Kurzweil's View in Brief, in His Own Words

There is little to disagree with in Ray Kurzweil's futurism when presented in this brief way, though here he glosses over the difference between medicine that reduces mortality in the young, the cause of most historical increases in life expectancy, and medicine that reduces mortality in the old, which is still a comparatively recent development. That aside, I think most of the disagreement tends to be over details and timelines. Our future is one of great longevity and transcendence of many present limits on the human condition, largely enabled by the merging of technology and biology at the nanoscale, and later by the wholesale replacement of biology with more robust entirely artificial systems. We will be able to replicate the processes of intelligence in machinery, and that capability will be applied in ways that not all of us will want to embrace. This vision doesn't seem terribly controversial in these very early stages of the process, in which there are many ongoing examples of work on rejuvenation therapies, bioartificial tissues, gene editing, and deciphering the physical basis of the brain.

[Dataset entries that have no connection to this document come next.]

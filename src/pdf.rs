//! PDF text extraction with lopdf.

use anyhow::{Context, Result};
use lopdf::Document;
use std::io::Cursor;
use tracing::debug;

/// Text of a whole document.
#[derive(Debug, Clone, PartialEq)]
pub struct PdfText {
    /// Every page's text, concatenated in page order.
    pub content: String,
    pub pages: usize,
}

/// Extract the text of every page, in page order.
pub fn extract_pdf_text(data: &[u8]) -> Result<PdfText> {
    let doc = Document::load_from(Cursor::new(data)).context("Failed to load PDF")?;

    let page_texts = page_texts(&doc)?;
    debug!("Extracted text from {} PDF pages", page_texts.len());

    Ok(PdfText {
        pages: page_texts.len(),
        content: page_texts.concat(),
    })
}

fn page_texts(doc: &Document) -> Result<Vec<String>> {
    // get_pages is keyed by page number, so iteration is in page order
    doc.get_pages()
        .into_keys()
        .map(|page_num| {
            doc.extract_text(&[page_num])
                .with_context(|| format!("Failed to extract text from page {}", page_num))
        })
        .collect()
}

Our immediate reaction to death is that it's a tragedy. And that's really the correct reaction. We have rationalized it, saying, oh, that tragic thing that's looming, that's actually a good thing. But now we can actually seriously talk about a scenario where we will be able to extend our longevity indefinitely.

This little computer is billions of times more powerful per dollar than the computer I used when I was an undergraduate. We will do that again in the next 25 years. And we will have computers the size of blood cells, little robotic devices that can go through our bloodstream, its capability thousands or millions-fold by connecting to the cloud. That's a 2030s scenario.

We have been expanding our life expectancy for thousands of years. It was 19 1,000 years ago, 37 in 1800. We're going to get to a point 10, 15 years from now where we're adding more time than is going by to our remaining life expectancy. People say, oh, I don't want to live past 90, but, you know, I talk to 90-year-olds, and they definitely want to live to 91 and to 100. People sometimes say that death gives meaning to life because it makes time short, but, actually, death is a great robber of meaning, of relationships, of knowledge.

We're going to be able to overcome disease and aging. Most of our thinking will be nonbiological. That will be backed up, so part of it gets wipes away, you can recreate it. And we will be able to extend our lives indefinitely. I would rather use that word than forever.